Assignment: When a line in the data below includes "HashSet", pick it out and copy it.

Task inputs: Begin

//! Importance scoring.
//!
//! A file's score is driven by how many other files depend on it, with its own
//! outgoing references as a tie-breaker:
//!
//! ```text
//! importance(f) = 0                                          if in(f) == 0
//!               = 10 * (in(f) + 0.5 * out(f) / maxOut) / maxIn   otherwise
//! ```
//!
//! clamped to `[0, 10]` and rounded to two decimals. A file nothing depends on
//! is a leaf and scores 0 however much it imports. Since the out term never
//! exceeds `0.5`, one more dependent always outranks any number of outgoing
//! edges, and only the files with the highest in-degree reach 10.

use std::collections::{BTreeSet, HashMap, HashSet};
use std::path::{Path, PathBuf};

use filescope_core::FileNode;
use itertools::Itertools;
use tracing::debug;

/// Upper bound of the score range.
pub const MAX_IMPORTANCE: f64 = 10.0;

/// Highest score a file below the maximum in-degree may receive.
const BELOW_MAX: f64 = 9.99;

/// In- and out-degree of a file, counting only edges to other files present
/// in the tree.
#[derive(Debug, Clone, Copy, Default, PartialEq, Eq)]
pub struct Degree {
    pub incoming: usize,
    pub outgoing: usize,
}

fn degree(node: &FileNode, files: &HashSet<&Path>) -> Degree {
    let counts = |set: &BTreeSet<PathBuf>| {
        set.iter()
            .filter(|p| p.as_path() != node.path.as_path() && files.contains(p.as_path()))
            .count()
    };
    Degree {
        incoming: counts(&node.dependents),
        outgoing: counts(&node.dependencies),
    }
}

/// Score a file of the given degree against the tree-wide maxima.
pub fn importance_for(degree: Degree, max_in: usize, max_out: usize) -> f64 {
    if max_in == 0 || degree.incoming == 0 {
        return 0.0;
    }
    let out_term = if max_out == 0 {
        0.0
    } else {
        0.5 * degree.outgoing as f64 / max_out as f64
    };
    let raw = MAX_IMPORTANCE * (degree.incoming as f64 + out_term) / max_in as f64;
    let rounded = (raw.clamp(0.0, MAX_IMPORTANCE) * 100.0).round() / 100.0;
    if degree.incoming < max_in {
        rounded.min(BELOW_MAX)
    } else {
        rounded
    }
}

/// Recompute the importance of every file in the tree. Directories are set
/// to 0.
///
/// Expects `dependents` to be current (see [`crate::build_dependents`]).
pub fn score(root: &mut FileNode) {
    let files: HashSet<&Path> = root.files().map(|n| n.path.as_path()).collect();
    let degrees: HashMap<PathBuf, Degree> = root
        .files()
        .map(|n| (n.path.clone(), degree(n, &files)))
        .collect();
    drop(files);

    let max_in = degrees.values().map(|d| d.incoming).max().unwrap_or(0);
    let max_out = degrees.values().map(|d| d.outgoing).max().unwrap_or(0);

    root.for_each_mut(|node| {
        node.importance = match degrees.get(&node.path) {
            Some(&degree) if node.is_file() => importance_for(degree, max_in, max_out),
            _ => 0.0,
        };
    });
    debug!(files = degrees.len(), max_in, max_out, "scored importance");
}

/// Display importance of a directory: the highest score among its files.
pub fn directory_importance(node: &FileNode) -> f64 {
    node.files().map(|n| n.importance).fold(0.0, f64::max)
}

/// Files ordered by importance (highest first, then by path), keeping those
/// at or above `min_importance`, truncated to `limit` when given.
pub fn ranked_files(root: &FileNode, limit: Option<usize>, min_importance: f64) -> Vec<&FileNode> {
    root.files()
        .filter(|n| n.importance >= min_importance)
        .sorted_by(|a, b| {
            b.importance
                .total_cmp(&a.importance)
                .then_with(|| a.path.cmp(&b.path))
        })
        .take(limit.unwrap_or(usize::MAX))
        .collect()
}

#[cfg(test)]
mod tests {
    use super::*;
    use crate::build_dependents;

    fn graph(edges: &[(&str, &str)], files: &[&str]) -> FileNode {
        let mut root = FileNode::new_directory("/p");
        for name in files {
            let path = PathBuf::from(format!("/p/{name}"));
            let mut node = FileNode::new_file(path, None);
            for (from, to) in edges {
                if from == name {
                    node.dependencies.insert(PathBuf::from(format!("/p/{to}")));
                }
            }
            root.insert_child(node);
        }
        build_dependents(&mut root);
        score(&mut root);
        root
    }

    fn importance(root: &FileNode, name: &str) -> f64 {
        root.find(&PathBuf::from(format!("/p/{name}")))
            .unwrap()
            .importance
    }

    #[test]
    fn test_single_edge() {
        let root = graph(&[("a.ts", "b.ts")], &["a.ts", "b.ts"]);
        assert_eq!(importance(&root, "b.ts"), 10.0);
        assert_eq!(importance(&root, "a.ts"), 0.0);
    }

    #[test]
    fn test_pure_importer_scores_zero() {
        let root = graph(
            &[("main.ts", "a.ts"), ("main.ts", "b.ts"), ("a.ts", "b.ts")],
            &["a.ts", "b.ts", "main.ts"],
        );
        assert_eq!(importance(&root, "main.ts"), 0.0);
        assert_eq!(importance(&root, "b.ts"), 10.0);
        assert!(importance(&root, "a.ts") > 0.0);
    }

    #[test]
    fn test_out_degree_only_breaks_ties() {
        let busy = Degree {
            incoming: 1,
            outgoing: 4,
        };
        let quiet = Degree {
            incoming: 1,
            outgoing: 0,
        };
        let more_dependents = Degree {
            incoming: 2,
            outgoing: 0,
        };
        assert!(importance_for(busy, 3, 4) > importance_for(quiet, 3, 4));
        assert!(importance_for(more_dependents, 3, 4) > importance_for(busy, 3, 4));
        assert_eq!(importance_for(Degree { incoming: 0, outgoing: 4 }, 3, 4), 0.0);
    }

    #[test]
    fn test_no_edges_scores_zero() {
        let root = graph(&[], &["a.ts", "b.ts"]);
        assert!(root.iter().all(|n| n.importance == 0.0));
    }

    #[test]
    fn test_self_edges_and_dangling_edges_ignored() {
        let root = graph(&[("a.ts", "a.ts"), ("a.ts", "gone.ts")], &["a.ts", "b.ts"]);
        assert_eq!(importance(&root, "a.ts"), 0.0);
        assert_eq!(importance(&root, "b.ts"), 0.0);
    }

    #[test]
    fn test_in_degree_dominates() {
        // hub has two dependents; leaf has one dependent but many dependencies
        let root = graph(
            &[
                ("x.ts", "hub.ts"),
                ("y.ts", "hub.ts"),
                ("leaf.ts", "x.ts"),
                ("y.ts", "leaf.ts"),
                ("leaf.ts", "z.ts"),
                ("leaf.ts", "w.ts"),
            ],
            &["hub.ts", "leaf.ts", "w.ts", "x.ts", "y.ts", "z.ts"],
        );
        assert_eq!(importance(&root, "hub.ts"), 10.0);
        assert!(importance(&root, "leaf.ts") < 10.0);
        assert!(importance(&root, "leaf.ts") > importance(&root, "x.ts"));
    }

    #[test]
    fn test_near_max_is_capped_below_ten() {
        let degree = Degree {
            incoming: 999,
            outgoing: 10,
        };
        assert_eq!(importance_for(degree, 1000, 10), BELOW_MAX);
    }

    #[test]
    fn test_directory_importance_and_ranking() {
        let mut root = graph(&[("a.ts", "b.ts"), ("c.ts", "b.ts")], &["a.ts", "b.ts", "c.ts"]);
        assert_eq!(root.importance, 0.0);
        assert_eq!(directory_importance(&root), 10.0);

        let ranked: Vec<_> = ranked_files(&root, Some(2), 0.0)
            .into_iter()
            .map(|n| n.name.to_string())
            .collect();
        assert_eq!(ranked, vec!["b.ts", "a.ts"]);
        assert!(ranked_files(&root, None, 6.0).len() == 1);

        root.children.clear();
        assert_eq!(directory_importance(&root), 0.0);
    }
}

Task inputs: End

Answer space:
use std::collections::{BTreeSet, HashMap, HashSet};
fn degree(node: &FileNode, files: &HashSet<&Path>) -> Degree {
    let files: HashSet<&Path> = root.files().map(|n| n.path.as_path()).collect();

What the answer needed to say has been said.